> _WHAT TO DO_
Read the entries below and pull out each line with the string "PlayerId".

> _Dataset entries_

mod support;

use std::net::SocketAddr;
use std::time::{Duration, Instant};

use dogfight::domain::{
    Action, Arena, Canvas, Cell, Color, InputSource, Key, KeyPress, PlaneModel, PlayerId,
};
use dogfight::interface_adapters::{NetworkInput, Seat, Transport};
use dogfight::use_cases::{GameState, Recruit, TickClock, provision_players};

const CALL_TIMEOUT: Duration = Duration::from_secs(2);
const BOOTSTRAP_TIMEOUT: Duration = Duration::from_secs(5);

struct NullCanvas;

impl Canvas for NullCanvas {
    fn put(&mut self, _cell: Cell, _glyph: char, _color: Option<Color>) {}
}

async fn join(addr: SocketAddr, client_id: &str, recruit: Recruit) -> (NetworkInput, Vec<Seat>, PlayerId) {
    let transport = Transport::connect(&addr.ip().to_string(), addr.port(), CALL_TIMEOUT)
        .await
        .expect("connect to relay");
    NetworkInput::connect(transport, client_id.to_string(), &recruit, BOOTSTRAP_TIMEOUT)
        .await
        .expect("paired")
}

async fn pair(addr: SocketAddr) -> ((NetworkInput, Vec<Seat>, PlayerId), (NetworkInput, Vec<Seat>, PlayerId)) {
    // b2 connects first; slots must still follow client id order.
    tokio::join!(
        join(addr, "b2", Recruit::new("Hans", PlaneModel::Bf109)),
        join(addr, "a1", Recruit::new("Ace", PlaneModel::P51)),
    )
}

#[tokio::test]
async fn when_two_clients_pair_then_both_agree_on_seats() {
    let addr = support::spawn_relay();

    let ((mut b2, seats_b, slot_b), (mut a1, seats_a, slot_a)) = pair(addr).await;

    assert_eq!(seats_a, seats_b);
    assert_eq!(slot_a, 1);
    assert_eq!(slot_b, 2);
    assert_eq!(seats_a[0].recruit, Recruit::new("Ace", PlaneModel::P51));
    assert_eq!(seats_a[1].recruit, Recruit::new("Hans", PlaneModel::Bf109));

    tokio::join!(a1.close(), b2.close());
}

#[tokio::test]
async fn when_both_clients_exchange_keys_then_every_tick_matches() {
    let addr = support::spawn_relay();
    let ((mut b2, _, _), (mut a1, _, _)) = pair(addr).await;

    let ticks = [
        (Some(Key::Space), None),
        (None, Some(Key::Down)),
        (Some(Key::Up), Some(Key::Char('x'))),
    ];
    let expected = [
        vec![KeyPress::new(1, Some(Action::Shoot)), KeyPress::idle(2)],
        vec![KeyPress::idle(1), KeyPress::new(2, Some(Action::Up))],
        vec![KeyPress::new(1, Some(Action::Down)), KeyPress::idle(2)],
    ];

    for ((key_a, key_b), want) in ticks.into_iter().zip(expected) {
        let (seen_a, seen_b) = tokio::join!(a1.exchange(key_a), b2.exchange(key_b));

        assert_eq!(seen_a.expect("a1 tick"), want);
        assert_eq!(seen_b.expect("b2 tick"), want);
    }

    tokio::join!(a1.close(), b2.close());
}

#[tokio::test]
async fn when_both_sides_simulate_the_same_presses_then_their_games_stay_identical() {
    let addr = support::spawn_relay();
    let ((mut b2, seats_b, _), (mut a1, seats_a, _)) = pair(addr).await;

    let arena = Arena::new(0, 0, 20, 80).expect("valid arena");
    let recruits = |seats: Vec<Seat>| seats.into_iter().map(|s| s.recruit).collect::<Vec<_>>();
    let mut game_a = GameState::new(arena, provision_players(&arena, &recruits(seats_a)));
    let mut game_b = GameState::new(arena, provision_players(&arena, &recruits(seats_b)));

    // Each client keeps its own clock; only the tick count is shared.
    let frame = Duration::from_millis(30);
    let clock_a = TickClock::new(Instant::now(), frame);
    let clock_b = TickClock::new(Instant::now() + Duration::from_millis(11), frame);
    for tick in 0..20u64 {
        let key_a = (tick % 3 == 0).then_some(Key::Space);
        let key_b = (tick % 4 == 1).then_some(Key::Up);
        let (seen_a, seen_b) = tokio::join!(a1.exchange(key_a), b2.exchange(key_b));
        let (now_a, now_b) = (clock_a.at(game_a.tick), clock_b.at(game_b.tick));
        game_a.next_frame(&seen_a.expect("a1 tick"), now_a, &mut NullCanvas);
        game_b.next_frame(&seen_b.expect("b2 tick"), now_b, &mut NullCanvas);
    }

    assert_eq!(game_a.tick, game_b.tick);
    assert_eq!(game_a.cannons.len(), game_b.cannons.len());
    for (plane_a, plane_b) in game_a.players.iter().zip(&game_b.players) {
        assert_eq!(plane_a.plane.body, plane_b.plane.body);
        assert_eq!(plane_a.plane.hull_integrity, plane_b.plane.hull_integrity);
    }
    assert_eq!(game_a.summary(), game_b.summary());

    tokio::join!(a1.close(), b2.close());
}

> _RESULT BELOW_
    Action, Arena, Canvas, Cell, Color, InputSource, Key, KeyPress, PlaneModel, PlayerId,
async fn join(addr: SocketAddr, client_id: &str, recruit: Recruit) -> (NetworkInput, Vec<Seat>, PlayerId) {
async fn pair(addr: SocketAddr) -> ((NetworkInput, Vec<Seat>, PlayerId), (NetworkInput, Vec<Seat>, PlayerId)) {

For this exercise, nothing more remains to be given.